== Supplied material

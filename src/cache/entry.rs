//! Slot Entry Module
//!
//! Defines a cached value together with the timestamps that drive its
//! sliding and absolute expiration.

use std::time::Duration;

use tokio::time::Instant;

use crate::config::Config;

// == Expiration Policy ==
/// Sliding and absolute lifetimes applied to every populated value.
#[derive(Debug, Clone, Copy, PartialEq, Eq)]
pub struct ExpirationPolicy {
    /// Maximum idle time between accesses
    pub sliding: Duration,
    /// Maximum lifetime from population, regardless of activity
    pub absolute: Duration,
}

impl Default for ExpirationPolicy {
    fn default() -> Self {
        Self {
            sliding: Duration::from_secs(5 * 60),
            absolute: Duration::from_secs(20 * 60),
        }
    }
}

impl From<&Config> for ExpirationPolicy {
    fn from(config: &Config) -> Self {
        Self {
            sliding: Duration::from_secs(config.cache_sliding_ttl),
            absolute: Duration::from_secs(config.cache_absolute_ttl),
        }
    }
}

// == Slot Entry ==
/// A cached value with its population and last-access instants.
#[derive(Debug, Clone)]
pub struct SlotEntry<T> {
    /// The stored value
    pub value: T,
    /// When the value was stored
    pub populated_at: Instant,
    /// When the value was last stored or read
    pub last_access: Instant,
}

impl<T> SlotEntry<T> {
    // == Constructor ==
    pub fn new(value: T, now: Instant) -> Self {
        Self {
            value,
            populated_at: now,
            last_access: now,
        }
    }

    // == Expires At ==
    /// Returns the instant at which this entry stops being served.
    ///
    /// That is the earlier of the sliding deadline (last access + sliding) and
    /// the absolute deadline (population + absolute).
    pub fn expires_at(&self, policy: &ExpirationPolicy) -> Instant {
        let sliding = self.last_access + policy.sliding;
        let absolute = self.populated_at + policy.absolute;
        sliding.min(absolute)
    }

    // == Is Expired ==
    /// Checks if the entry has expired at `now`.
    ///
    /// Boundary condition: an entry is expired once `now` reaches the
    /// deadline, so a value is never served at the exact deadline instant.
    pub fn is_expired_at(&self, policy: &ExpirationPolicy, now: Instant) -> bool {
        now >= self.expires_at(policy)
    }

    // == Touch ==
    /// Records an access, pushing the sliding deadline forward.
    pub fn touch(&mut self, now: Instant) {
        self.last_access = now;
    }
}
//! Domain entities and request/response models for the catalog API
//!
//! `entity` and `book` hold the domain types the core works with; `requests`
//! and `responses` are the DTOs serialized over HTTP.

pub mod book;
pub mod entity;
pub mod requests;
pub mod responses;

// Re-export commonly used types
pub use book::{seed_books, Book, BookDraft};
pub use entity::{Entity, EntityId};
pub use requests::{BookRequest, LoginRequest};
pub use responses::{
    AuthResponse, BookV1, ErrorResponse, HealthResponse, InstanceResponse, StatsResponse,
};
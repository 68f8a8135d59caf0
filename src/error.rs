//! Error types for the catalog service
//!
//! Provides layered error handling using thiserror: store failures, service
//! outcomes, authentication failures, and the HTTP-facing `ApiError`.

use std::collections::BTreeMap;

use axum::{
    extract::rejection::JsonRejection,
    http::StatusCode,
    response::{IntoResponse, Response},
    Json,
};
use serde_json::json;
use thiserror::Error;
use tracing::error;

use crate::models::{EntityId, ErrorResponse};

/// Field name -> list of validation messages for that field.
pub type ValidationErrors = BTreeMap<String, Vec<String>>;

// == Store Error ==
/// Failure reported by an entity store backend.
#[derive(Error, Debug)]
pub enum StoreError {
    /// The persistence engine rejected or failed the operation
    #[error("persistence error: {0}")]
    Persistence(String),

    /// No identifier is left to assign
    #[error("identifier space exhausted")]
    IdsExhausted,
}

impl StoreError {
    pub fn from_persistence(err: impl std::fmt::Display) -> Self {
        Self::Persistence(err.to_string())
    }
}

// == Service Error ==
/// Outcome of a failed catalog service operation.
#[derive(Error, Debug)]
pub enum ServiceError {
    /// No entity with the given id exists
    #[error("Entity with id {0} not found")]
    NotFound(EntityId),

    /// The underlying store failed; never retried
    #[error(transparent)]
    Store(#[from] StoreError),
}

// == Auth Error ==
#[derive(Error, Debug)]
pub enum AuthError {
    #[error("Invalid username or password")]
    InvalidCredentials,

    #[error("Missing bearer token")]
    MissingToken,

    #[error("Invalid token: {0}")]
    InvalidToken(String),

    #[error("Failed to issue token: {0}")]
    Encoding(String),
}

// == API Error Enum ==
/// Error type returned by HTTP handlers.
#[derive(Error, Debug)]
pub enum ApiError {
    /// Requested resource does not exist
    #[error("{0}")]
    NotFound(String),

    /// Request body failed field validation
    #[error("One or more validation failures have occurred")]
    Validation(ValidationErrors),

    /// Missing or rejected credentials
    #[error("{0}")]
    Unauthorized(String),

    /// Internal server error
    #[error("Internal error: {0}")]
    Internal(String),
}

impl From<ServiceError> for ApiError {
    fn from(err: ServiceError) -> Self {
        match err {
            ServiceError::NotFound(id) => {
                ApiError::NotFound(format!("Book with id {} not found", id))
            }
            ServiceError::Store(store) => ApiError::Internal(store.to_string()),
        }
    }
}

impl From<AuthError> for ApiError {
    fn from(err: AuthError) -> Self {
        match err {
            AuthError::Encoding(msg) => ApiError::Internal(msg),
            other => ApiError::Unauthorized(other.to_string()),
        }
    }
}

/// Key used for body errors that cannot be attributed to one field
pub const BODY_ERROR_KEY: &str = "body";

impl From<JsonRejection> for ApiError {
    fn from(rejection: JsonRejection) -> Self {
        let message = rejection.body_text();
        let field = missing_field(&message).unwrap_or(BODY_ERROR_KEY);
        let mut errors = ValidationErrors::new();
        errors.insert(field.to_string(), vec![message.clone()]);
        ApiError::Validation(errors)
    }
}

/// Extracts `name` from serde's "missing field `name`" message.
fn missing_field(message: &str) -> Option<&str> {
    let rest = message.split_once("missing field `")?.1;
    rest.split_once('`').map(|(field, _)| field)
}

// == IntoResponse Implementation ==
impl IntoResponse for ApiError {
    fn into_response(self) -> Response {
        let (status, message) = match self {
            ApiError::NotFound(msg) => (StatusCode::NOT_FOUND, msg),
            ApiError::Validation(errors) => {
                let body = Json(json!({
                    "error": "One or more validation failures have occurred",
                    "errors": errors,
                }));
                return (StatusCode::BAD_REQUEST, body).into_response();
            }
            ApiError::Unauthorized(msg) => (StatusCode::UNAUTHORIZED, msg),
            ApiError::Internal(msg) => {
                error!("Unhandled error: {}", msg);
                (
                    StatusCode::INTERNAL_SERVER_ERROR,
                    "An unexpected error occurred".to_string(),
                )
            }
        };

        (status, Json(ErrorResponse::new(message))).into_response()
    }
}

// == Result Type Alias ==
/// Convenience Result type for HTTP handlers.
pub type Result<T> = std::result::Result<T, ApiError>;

====

Among the entries above, how many lines contain the string "value"? Only the number should be given.

10